● **TASK TO CARRY OUT**: Where does the string "impl" appear? Copy every line of the entries below that holds it.

● **RECORDS**:
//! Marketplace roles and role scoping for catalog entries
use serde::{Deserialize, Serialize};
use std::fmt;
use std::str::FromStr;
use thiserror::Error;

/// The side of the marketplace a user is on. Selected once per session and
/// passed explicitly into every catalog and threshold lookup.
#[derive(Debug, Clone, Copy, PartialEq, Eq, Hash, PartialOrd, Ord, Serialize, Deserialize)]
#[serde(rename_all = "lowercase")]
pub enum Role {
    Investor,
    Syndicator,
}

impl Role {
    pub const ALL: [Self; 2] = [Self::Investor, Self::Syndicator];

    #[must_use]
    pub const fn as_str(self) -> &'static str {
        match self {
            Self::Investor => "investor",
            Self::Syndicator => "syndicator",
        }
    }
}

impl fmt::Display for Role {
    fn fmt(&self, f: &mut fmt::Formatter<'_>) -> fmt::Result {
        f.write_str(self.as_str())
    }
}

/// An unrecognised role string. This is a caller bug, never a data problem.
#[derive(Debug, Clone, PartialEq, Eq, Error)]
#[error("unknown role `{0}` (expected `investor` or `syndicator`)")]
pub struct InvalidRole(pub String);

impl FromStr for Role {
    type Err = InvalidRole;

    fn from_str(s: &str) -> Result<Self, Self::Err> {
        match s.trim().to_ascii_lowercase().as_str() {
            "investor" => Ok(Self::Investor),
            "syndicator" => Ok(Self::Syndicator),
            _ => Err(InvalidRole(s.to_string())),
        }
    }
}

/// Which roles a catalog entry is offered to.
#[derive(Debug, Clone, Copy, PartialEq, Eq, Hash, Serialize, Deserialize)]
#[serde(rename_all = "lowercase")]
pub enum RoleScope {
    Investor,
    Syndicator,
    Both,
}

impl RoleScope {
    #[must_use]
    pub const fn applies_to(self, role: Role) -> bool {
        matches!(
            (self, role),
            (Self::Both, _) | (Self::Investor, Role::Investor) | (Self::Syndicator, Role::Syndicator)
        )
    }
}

* * *

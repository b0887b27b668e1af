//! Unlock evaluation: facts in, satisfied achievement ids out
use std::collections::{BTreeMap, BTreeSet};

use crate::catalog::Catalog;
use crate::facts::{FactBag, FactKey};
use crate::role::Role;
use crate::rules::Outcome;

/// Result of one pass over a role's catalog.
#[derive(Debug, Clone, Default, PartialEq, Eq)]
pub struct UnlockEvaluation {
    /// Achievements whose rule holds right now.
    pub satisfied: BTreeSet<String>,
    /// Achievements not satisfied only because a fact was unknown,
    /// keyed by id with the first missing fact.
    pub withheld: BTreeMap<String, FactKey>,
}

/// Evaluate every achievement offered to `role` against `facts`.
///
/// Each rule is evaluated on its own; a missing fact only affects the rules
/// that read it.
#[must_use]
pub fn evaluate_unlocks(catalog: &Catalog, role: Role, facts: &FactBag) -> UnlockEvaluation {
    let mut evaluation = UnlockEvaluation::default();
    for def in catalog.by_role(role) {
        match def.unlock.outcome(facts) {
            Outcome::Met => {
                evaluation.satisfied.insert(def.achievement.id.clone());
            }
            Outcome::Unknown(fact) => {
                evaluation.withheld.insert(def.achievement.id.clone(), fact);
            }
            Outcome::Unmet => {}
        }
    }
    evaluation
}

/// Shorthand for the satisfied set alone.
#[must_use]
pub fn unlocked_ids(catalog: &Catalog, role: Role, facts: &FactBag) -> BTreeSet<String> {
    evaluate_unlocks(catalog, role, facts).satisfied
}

● **THE ANSWER**:
impl Role {
impl fmt::Display for Role {
impl FromStr for Role {
impl RoleScope {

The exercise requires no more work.